For his next trick, Josef’s perfect pitch came in handy. By whistling at a pitch of 2600 hertz, he could reset the line. He would then produce repeated short whistles at this tone using the pattern we described above. This allowed him to dial numbers, giving him free calls.

Through both Josef spreading the word and other phone phreaks figuring out how phone systems work, a burgeoning phone phreak culture was born. Not everyone was capable of whistling at precisely 2600 hertz, but nothing stays in the way of motivated teens for long.

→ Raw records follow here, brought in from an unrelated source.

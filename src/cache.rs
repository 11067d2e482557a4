//! Cache store
//!
//! Maps a step's content hash to a committed output directory directly under
//! the project root, with a versioned statistics sidecar inside each entry.
//! Commits are atomic: routines write into a single reusable staging
//! directory which is renamed onto the hash-addressed path. Reusing one
//! staging directory keeps disk usage bounded but requires sequential step
//! execution.
//!
//! Entries at the same hash are last-writer-wins; there is no reference
//! counting, garbage collection, or automatic eviction.

use chrono::{DateTime, Utc};
use serde::{Deserialize, Serialize};
use serde_json::{Map, Value};
use std::fs;
use std::path::{Path, PathBuf};
use tracing::{debug, warn};
use walkdir::WalkDir;

use crate::error::CacheError;

/// Reserved staging directory name under the project root.
pub const STAGING_DIR: &str = "_staging";
/// Reserved statistics sidecar name inside each committed entry.
pub const STATS_FILE: &str = "_stats.json";

/// Versioned statistics sidecar, self-describing on disk.
#[derive(Debug, Clone, Serialize, Deserialize)]
pub struct StatsFile {
    pub version: u32,
    pub step: String,
    pub routine: String,
    pub created_at: DateTime<Utc>,
    pub statistics: Map<String, Value>,
}

/// Aggregate cache statistics.
#[derive(Debug, Clone)]
pub struct CacheReport {
    pub total_entries: usize,
    pub total_size_bytes: u64,
    pub total_files: usize,
}

/// Handle to the prepared staging directory. Consumed by `commit`; a failed
/// step simply drops it, leaving the staged output in place for inspection.
#[derive(Debug)]
pub struct Staging {
    path: PathBuf,
}

impl Staging {
    pub fn path(&self) -> &Path {
        &self.path
    }
}

/// Hash-addressed store of committed step outputs.
pub struct CacheStore {
    root: PathBuf,
}

impl CacheStore {
    /// Open (creating if needed) the store rooted at a project directory.
    pub fn new(root: &Path) -> Result<Self, CacheError> {
        fs::create_dir_all(root).map_err(|source| CacheError::Io {
            path: root.to_path_buf(),
            source,
        })?;
        Ok(Self {
            root: root.to_path_buf(),
        })
    }

    pub fn root(&self) -> &Path {
        &self.root
    }

    /// The committed directory path for a hash.
    pub fn entry_path(&self, hash: &str) -> PathBuf {
        self.root.join(hash)
    }

    /// Whether a committed entry exists for this hash.
    pub fn has(&self, hash: &str) -> bool {
        self.entry_path(hash).is_dir()
    }

    /// Clear and recreate the shared staging directory.
    pub fn stage(&self) -> Result<Staging, CacheError> {
        let path = self.root.join(STAGING_DIR);

        if path.exists() {
            fs::remove_dir_all(&path).map_err(|source| CacheError::Staging {
                path: path.clone(),
                source,
            })?;
        }
        fs::create_dir_all(&path).map_err(|source| CacheError::Staging {
            path: path.clone(),
            source,
        })?;

        Ok(Staging { path })
    }

    /// Atomically commit the staged output to the hash-addressed path,
    /// replacing any pre-existing entry at the same hash.
    pub fn commit(&self, staging: Staging, hash: &str) -> Result<PathBuf, CacheError> {
        let target = self.entry_path(hash);

        if target.exists() {
            fs::remove_dir_all(&target).map_err(|source| CacheError::Commit {
                path: target.clone(),
                source,
            })?;
        }
        fs::rename(&staging.path, &target).map_err(|source| CacheError::Commit {
            path: target.clone(),
            source,
        })?;

        debug!(hash = %hash, path = %target.display(), "committed cache entry");
        Ok(target)
    }

    /// Read the statistics sidecar of a committed entry. A missing sidecar
    /// reads as empty statistics.
    pub fn read_stats(&self, hash: &str) -> Result<Map<String, Value>, CacheError> {
        Ok(self
            .read_sidecar(hash)?
            .map(|sidecar| sidecar.statistics)
            .unwrap_or_default())
    }

    /// Read the full sidecar document, if present.
    pub fn read_sidecar(&self, hash: &str) -> Result<Option<StatsFile>, CacheError> {
        let path = self.entry_path(hash).join(STATS_FILE);

        if !path.exists() {
            warn!(hash = %hash, "committed entry has no statistics sidecar");
            return Ok(None);
        }

        let text = fs::read_to_string(&path).map_err(|source| CacheError::StatsRead {
            path: path.clone(),
            source,
        })?;
        let sidecar: StatsFile =
            serde_json::from_str(&text).map_err(|source| CacheError::StatsParse {
                path: path.clone(),
                source,
            })?;
        Ok(Some(sidecar))
    }

    /// Write the statistics sidecar into a committed entry.
    pub fn write_stats(
        &self,
        hash: &str,
        step: &str,
        routine: &str,
        statistics: &Map<String, Value>,
    ) -> Result<(), CacheError> {
        let path = self.entry_path(hash).join(STATS_FILE);
        let sidecar = StatsFile {
            version: 1,
            step: step.to_string(),
            routine: routine.to_string(),
            created_at: Utc::now(),
            statistics: statistics.clone(),
        };

        let json = serde_json::to_string_pretty(&sidecar).map_err(|source| {
            CacheError::StatsParse {
                path: path.clone(),
                source,
            }
        })?;
        fs::write(&path, json).map_err(|source| CacheError::StatsWrite { path, source })
    }

    /// Sorted hashes of all committed entries. Reserved `_`-prefixed
    /// directories (staging) are not entries.
    pub fn list(&self) -> Result<Vec<String>, CacheError> {
        let mut entries = Vec::new();

        let dir = fs::read_dir(&self.root).map_err(|source| CacheError::Io {
            path: self.root.clone(),
            source,
        })?;
        for entry in dir {
            let entry = entry.map_err(|source| CacheError::Io {
                path: self.root.clone(),
                source,
            })?;
            if !entry.path().is_dir() {
                continue;
            }
            if let Some(name) = entry.file_name().to_str() {
                if !name.starts_with('_') {
                    entries.push(name.to_string());
                }
            }
        }

        entries.sort();
        Ok(entries)
    }

    /// Remove one committed entry.
    pub fn remove(&self, hash: &str) -> Result<(), CacheError> {
        let path = self.entry_path(hash);
        if path.exists() {
            fs::remove_dir_all(&path).map_err(|source| CacheError::Io { path, source })?;
        }
        Ok(())
    }

    /// Remove every committed entry and clear the staging directory.
    pub fn clean_all(&self) -> Result<(), CacheError> {
        for hash in self.list()? {
            self.remove(&hash)?;
        }

        let staging = self.root.join(STAGING_DIR);
        if staging.exists() {
            fs::remove_dir_all(&staging).map_err(|source| CacheError::Staging {
                path: staging,
                source,
            })?;
        }
        Ok(())
    }

    /// Aggregate entry count, byte size, and file count across the store.
    pub fn report(&self) -> Result<CacheReport, CacheError> {
        let mut report = CacheReport {
            total_entries: 0,
            total_size_bytes: 0,
            total_files: 0,
        };

        for hash in self.list()? {
            report.total_entries += 1;
            for file in WalkDir::new(self.entry_path(&hash))
                .into_iter()
                .filter_map(|e| e.ok())
                .filter(|e| e.file_type().is_file())
            {
                report.total_files += 1;
                if let Ok(metadata) = file.metadata() {
                    report.total_size_bytes += metadata.len();
                }
            }
        }

        Ok(report)
    }
}

#[cfg(test)]
mod tests {
    use super::*;
    use serde_json::json;
    use tempfile::TempDir;

    fn store() -> (TempDir, CacheStore) {
        let temp = TempDir::new().unwrap();
        let store = CacheStore::new(temp.path()).unwrap();
        (temp, store)
    }

    #[test]
    fn test_stage_commit_has() {
        let (_temp, store) = store();
        assert!(!store.has("abc123"));

        let staging = store.stage().unwrap();
        fs::write(staging.path().join("out.txt"), "result").unwrap();
        let committed = store.commit(staging, "abc123").unwrap();

        assert!(store.has("abc123"));
        assert_eq!(committed, store.entry_path("abc123"));
        assert_eq!(
            fs::read_to_string(committed.join("out.txt")).unwrap(),
            "result"
        );
    }

    #[test]
    fn test_stage_wipes_previous_contents() {
        let (_temp, store) = store();

        let staging = store.stage().unwrap();
        fs::write(staging.path().join("stale.txt"), "old").unwrap();

        let staging = store.stage().unwrap();
        assert!(!staging.path().join("stale.txt").exists());
    }

    #[test]
    fn test_commit_replaces_existing_entry() {
        let (_temp, store) = store();

        let staging = store.stage().unwrap();
        fs::write(staging.path().join("out.txt"), "first").unwrap();
        store.commit(staging, "abc123").unwrap();

        let staging = store.stage().unwrap();
        fs::write(staging.path().join("out.txt"), "second").unwrap();
        store.commit(staging, "abc123").unwrap();

        assert_eq!(
            fs::read_to_string(store.entry_path("abc123").join("out.txt")).unwrap(),
            "second"
        );
    }

    #[test]
    fn test_stats_round_trip() {
        let (_temp, store) = store();
        let staging = store.stage().unwrap();
        store.commit(staging, "abc123").unwrap();

        let mut statistics = Map::new();
        statistics.insert("time".to_string(), json!(1.5));
        store
            .write_stats("abc123", "A", "double", &statistics)
            .unwrap();

        assert_eq!(store.read_stats("abc123").unwrap(), statistics);

        let sidecar = store.read_sidecar("abc123").unwrap().unwrap();
        assert_eq!(sidecar.version, 1);
        assert_eq!(sidecar.step, "A");
        assert_eq!(sidecar.routine, "double");
    }

    #[test]
    fn test_missing_sidecar_reads_as_empty() {
        let (_temp, store) = store();
        let staging = store.stage().unwrap();
        store.commit(staging, "abc123").unwrap();

        assert!(store.read_stats("abc123").unwrap().is_empty());
    }

    #[test]
    fn test_list_excludes_staging() {
        let (_temp, store) = store();

        let staging = store.stage().unwrap();
        store.commit(staging, "bbb").unwrap();
        let staging = store.stage().unwrap();
        store.commit(staging, "aaa").unwrap();
        // Leave a fresh staging directory behind
        store.stage().unwrap();

        assert_eq!(store.list().unwrap(), vec!["aaa", "bbb"]);
    }

    #[test]
    fn test_remove_and_clean_all() {
        let (_temp, store) = store();

        for hash in ["aaa", "bbb"] {
            let staging = store.stage().unwrap();
            fs::write(staging.path().join("out.txt"), hash).unwrap();
            store.commit(staging, hash).unwrap();
        }

        store.remove("aaa").unwrap();
        assert_eq!(store.list().unwrap(), vec!["bbb"]);

        store.clean_all().unwrap();
        assert!(store.list().unwrap().is_empty());
        assert!(!store.root().join(STAGING_DIR).exists());
    }

    #[test]
    fn test_report_counts_files_and_bytes() {
        let (_temp, store) = store();

        let staging = store.stage().unwrap();
        fs::write(staging.path().join("a.txt"), "12345").unwrap();
        fs::write(staging.path().join("b.txt"), "678").unwrap();
        store.commit(staging, "abc123").unwrap();

        let report = store.report().unwrap();
        assert_eq!(report.total_entries, 1);
        assert_eq!(report.total_files, 2);
        assert_eq!(report.total_size_bytes, 8);
    }
}
//! Step execution
//!
//! Runs a single step: replays the committed cache entry on a hash hit,
//! otherwise invokes the routine against the staging directory (for cached
//! steps) and commits its output atomically. Timing is measured around the
//! invocation and merged into the step's statistics under `time`.

use serde_json::{json, Map, Value};
use std::time::Instant;
use tracing::{debug, info};

use crate::cache::CacheStore;
use crate::config::keys;
use crate::error::StepError;
use crate::plan::StepDescriptor;
use crate::registry::{Invocation, RoutineOutput, RoutineRegistry};

/// Successful outcome of one step.
#[derive(Debug, Clone)]
pub struct StepSuccess {
    /// For cached steps, the committed cache directory path; otherwise the
    /// routine's returned value.
    pub result: Value,
    pub statistics: Map<String, Value>,
    pub cache_hit: bool,
}

/// Executes one step at a time against a registry and a cache store.
pub struct StepExecutor<'a> {
    registry: &'a RoutineRegistry,
    cache: &'a CacheStore,
}

impl<'a> StepExecutor<'a> {
    pub fn new(registry: &'a RoutineRegistry, cache: &'a CacheStore) -> Self {
        Self { registry, cache }
    }

    /// Run a step given its direct parents' results, in declared order.
    pub fn run(
        &self,
        step: &StepDescriptor,
        parent_results: &[Value],
    ) -> Result<StepSuccess, StepError> {
        // The sole cache-hit path: a committed directory at the step's hash
        if let Some(hash) = &step.hash {
            if self.cache.has(hash) {
                let path = self.cache.entry_path(hash);
                let statistics = self.cache.read_stats(hash)?;
                info!(
                    step = %step.name,
                    routine = %step.routine,
                    hash = %hash,
                    status = "hit",
                    "cache hit"
                );
                return Ok(StepSuccess {
                    result: Value::String(path.display().to_string()),
                    statistics,
                    cache_hit: true,
                });
            }
        }

        let routine = self.registry.resolve(&step.routine)?;
        let staging = match &step.hash {
            Some(_) => Some(self.cache.stage()?),
            None => None,
        };

        let call = Invocation {
            args: parent_results,
            staging: staging.as_ref().map(|s| s.path()),
            config: &step.config,
        };

        let started = step.timed.then(Instant::now);
        let output = routine.invoke(call).map_err(|cause| StepError::Routine {
            name: step.name.clone(),
            cause,
        })?;
        let elapsed = started.map(|t| t.elapsed().as_secs_f64());

        match (&step.hash, staging) {
            (Some(hash), Some(staging)) => {
                // Cached routines write their output (and any detailed stats)
                // into staging; the returned value is not interpreted
                let path = self.cache.commit(staging, hash)?;

                let mut statistics = Map::new();
                if let Some(seconds) = elapsed {
                    statistics.insert(keys::TIME.to_string(), json!(seconds));
                }
                self.cache
                    .write_stats(hash, &step.name, &step.routine, &statistics)?;

                debug!(
                    step = %step.name,
                    hash = %hash,
                    status = "miss",
                    "computed and committed"
                );
                Ok(StepSuccess {
                    result: Value::String(path.display().to_string()),
                    statistics,
                    cache_hit: false,
                })
            }
            _ => {
                let (result, mut statistics) = match output {
                    RoutineOutput::Plain(value) => (value, Map::new()),
                    RoutineOutput::WithStats { result, statistics } => (result, statistics),
                };
                // The internal timing entry wins on key collision
                if let Some(seconds) = elapsed {
                    statistics.insert(keys::TIME.to_string(), json!(seconds));
                }
                Ok(StepSuccess {
                    result,
                    statistics,
                    cache_hit: false,
                })
            }
        }
    }
}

Serendipitously, a breakfast cereal toy held that exact same frequency. Cap’n Crunch came with a whistle that was the savior for many of the early phone phreaks. All they had to do was blow it in short bursts and they could reset the line, then dial away. With the Cap’n Crunch whistle, they could call their friends and family back home or menace the phone lines with prank calls.

Blue boxes

As time progressed, the phone phreaks got more sophisticated. They began to develop tools known as blue boxes to make it easier to get free calls. These boxes could produce the right tones at the press of a button, sending out the correct 2600hz bursts for each digit they wanted to dial.

The predecessor to Apple?

In the early 1970s, Steve Jobs and Steve Wozniak came together to build a blue box that would make the necessary tones for free long distance calls. This was one of the first electronics projects that they sold together, and in the foreword to the book about phreaking, Exploding the Phone, Wozniak states that both he and Jobs believe Apple wouldn’t have existed without their blue box.

Black boxes

Black boxes were another important tool in the phone phreak toolbox. They were small circuits that could be attached to someone’s home phone, allowing the user to receive incoming calls without the caller having to pay.

Red boxes

The emergence of hacking culture

These electronic devices emit a tone that tricks payphones into thinking that coins have been deposited. With a red box, phone phreaks could get free calls from payphones whenever they wanted.

Voice mail boxes

One of the pillars of the phone phreak community were voice mail boxes. The phreaks would probe through the phone network to find an unused voice mail box, then spread the word. Phone phreaks could then communicate to one another by calling these voice mail boxes and leaving messages. They would use them as communication hubs, leaving messages for one another until the owner of the mailbox discovered the abuse.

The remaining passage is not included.